- Location: Balmain Crescent, Australian National University, Canberra 0200, Australia
- Coordinates: 35°17′02″S 149°07′05″E﻿ / ﻿35.284°S 149.118°E
- Established: 1954
- Status: Self-catered, co-educational
- Master: Peter Kanowski
- Postgraduates: 60
- Website: unihouse.anu.edu.au

= University House, Australian National University =

Oldest residential college at ANU

University House at the Australian National University (ANU) is the oldest residential college in ANU. It opened in 1954 for the faculty, staff, and postgraduate students of ANU.

University House is also listed as a heritage site by ANU, the Royal Australian Institute of Architects and the Government of Australia and is a nominee for heritage listing by the National Trust of Australia.
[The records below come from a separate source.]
use super::InstrumentId;
use chrono::NaiveDate;
use serde::{Deserialize, Serialize};

/// Number of indicator value columns in an [`IndicatorRow`].
pub const INDICATOR_FIELD_COUNT: usize = 24;

/// Column names of the indicator values, in [`IndicatorRow::values`] order.
pub const INDICATOR_COLUMNS: [&str; INDICATOR_FIELD_COUNT] = [
    "ma_5",
    "ma_10",
    "ma_20",
    "ma_60",
    "ma_120",
    "ma_240",
    "ema_12",
    "ema_26",
    "rsi_14",
    "macd",
    "macd_signal",
    "macd_histogram",
    "k_value",
    "d_value",
    "bb_upper",
    "bb_middle",
    "bb_lower",
    "volume_ma_5",
    "volume_ma_20",
    "support_level",
    "resistance_level",
    "price_momentum",
    "volume_ratio",
    "williams_r",
];

/// Indicator values for one instrument on one trade date.
///
/// `None` means "not computable from the available history". Zero is a
/// legitimate computed value and is never used as a placeholder.
#[derive(Debug, Clone, PartialEq, Serialize, Deserialize)]
pub struct IndicatorRow {
    pub instrument_id: InstrumentId,
    pub trade_date: NaiveDate,

    // Moving averages
    pub ma_5: Option<f64>,
    pub ma_10: Option<f64>,
    pub ma_20: Option<f64>,
    pub ma_60: Option<f64>,
    pub ma_120: Option<f64>,
    pub ma_240: Option<f64>,
    pub ema_12: Option<f64>,
    pub ema_26: Option<f64>,

    // Oscillators
    pub rsi_14: Option<f64>,
    pub macd: Option<f64>,
    pub macd_signal: Option<f64>,
    pub macd_histogram: Option<f64>,
    pub k_value: Option<f64>,
    pub d_value: Option<f64>,

    // Bands
    pub bb_upper: Option<f64>,
    pub bb_middle: Option<f64>,
    pub bb_lower: Option<f64>,

    // Volume
    pub volume_ma_5: Option<f64>,
    pub volume_ma_20: Option<f64>,

    // Levels and momentum
    pub support_level: Option<f64>,
    pub resistance_level: Option<f64>,
    pub price_momentum: Option<f64>,
    pub volume_ratio: Option<f64>,
    pub williams_r: Option<f64>,
}

impl IndicatorRow {
    /// A row with every indicator absent.
    pub fn empty(instrument_id: InstrumentId, trade_date: NaiveDate) -> Self {
        Self::from_values(instrument_id, trade_date, [None; INDICATOR_FIELD_COUNT])
    }

    /// Indicator values in [`INDICATOR_COLUMNS`] order.
    pub fn values(&self) -> [Option<f64>; INDICATOR_FIELD_COUNT] {
        [
            self.ma_5,
            self.ma_10,
            self.ma_20,
            self.ma_60,
            self.ma_120,
            self.ma_240,
            self.ema_12,
            self.ema_26,
            self.rsi_14,
            self.macd,
            self.macd_signal,
            self.macd_histogram,
            self.k_value,
            self.d_value,
            self.bb_upper,
            self.bb_middle,
            self.bb_lower,
            self.volume_ma_5,
            self.volume_ma_20,
            self.support_level,
            self.resistance_level,
            self.price_momentum,
            self.volume_ratio,
            self.williams_r,
        ]
    }

    /// Rebuild a row from values in [`INDICATOR_COLUMNS`] order.
    pub fn from_values(
        instrument_id: InstrumentId,
        trade_date: NaiveDate,
        values: [Option<f64>; INDICATOR_FIELD_COUNT],
    ) -> Self {
        let [
            ma_5,
            ma_10,
            ma_20,
            ma_60,
            ma_120,
            ma_240,
            ema_12,
            ema_26,
            rsi_14,
            macd,
            macd_signal,
            macd_histogram,
            k_value,
            d_value,
            bb_upper,
            bb_middle,
            bb_lower,
            volume_ma_5,
            volume_ma_20,
            support_level,
            resistance_level,
            price_momentum,
            volume_ratio,
            williams_r,
        ] = values;

        Self {
            instrument_id,
            trade_date,
            ma_5,
            ma_10,
            ma_20,
            ma_60,
            ma_120,
            ma_240,
            ema_12,
            ema_26,
            rsi_14,
            macd,
            macd_signal,
            macd_histogram,
            k_value,
            d_value,
            bb_upper,
            bb_middle,
            bb_lower,
            volume_ma_5,
            volume_ma_20,
            support_level,
            resistance_level,
            price_momentum,
            volume_ratio,
            williams_r,
        }
    }

    /// Overlay the defined values of `computed` onto this row.
    ///
    /// Fields that `computed` leaves absent keep their stored value, so a
    /// partial recompute never erases what another job wrote.
    pub fn merge_from(&mut self, computed: &IndicatorRow) {
        let mut merged = self.values();
        for (slot, value) in merged.iter_mut().zip(computed.values()) {
            if value.is_some() {
                *slot = value;
            }
        }
        *self = Self::from_values(self.instrument_id, self.trade_date, merged);
    }

    /// Number of indicators with a computed value.
    pub fn defined_count(&self) -> usize {
        self.values().iter().filter(|v| v.is_some()).count()
    }
}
University House hosts various functions, a faculty club, and serves as a hotel and residence for postgraduate students.

On Monday 20 January 2020, Canberra experienced a destructive hailstorm which resulted in extensive building damage at the ANU Acton campus, with most buildings impacted, including University House. The subsequent, and otherwise welcome, rain of 9-10 February caused substantial further water ingress.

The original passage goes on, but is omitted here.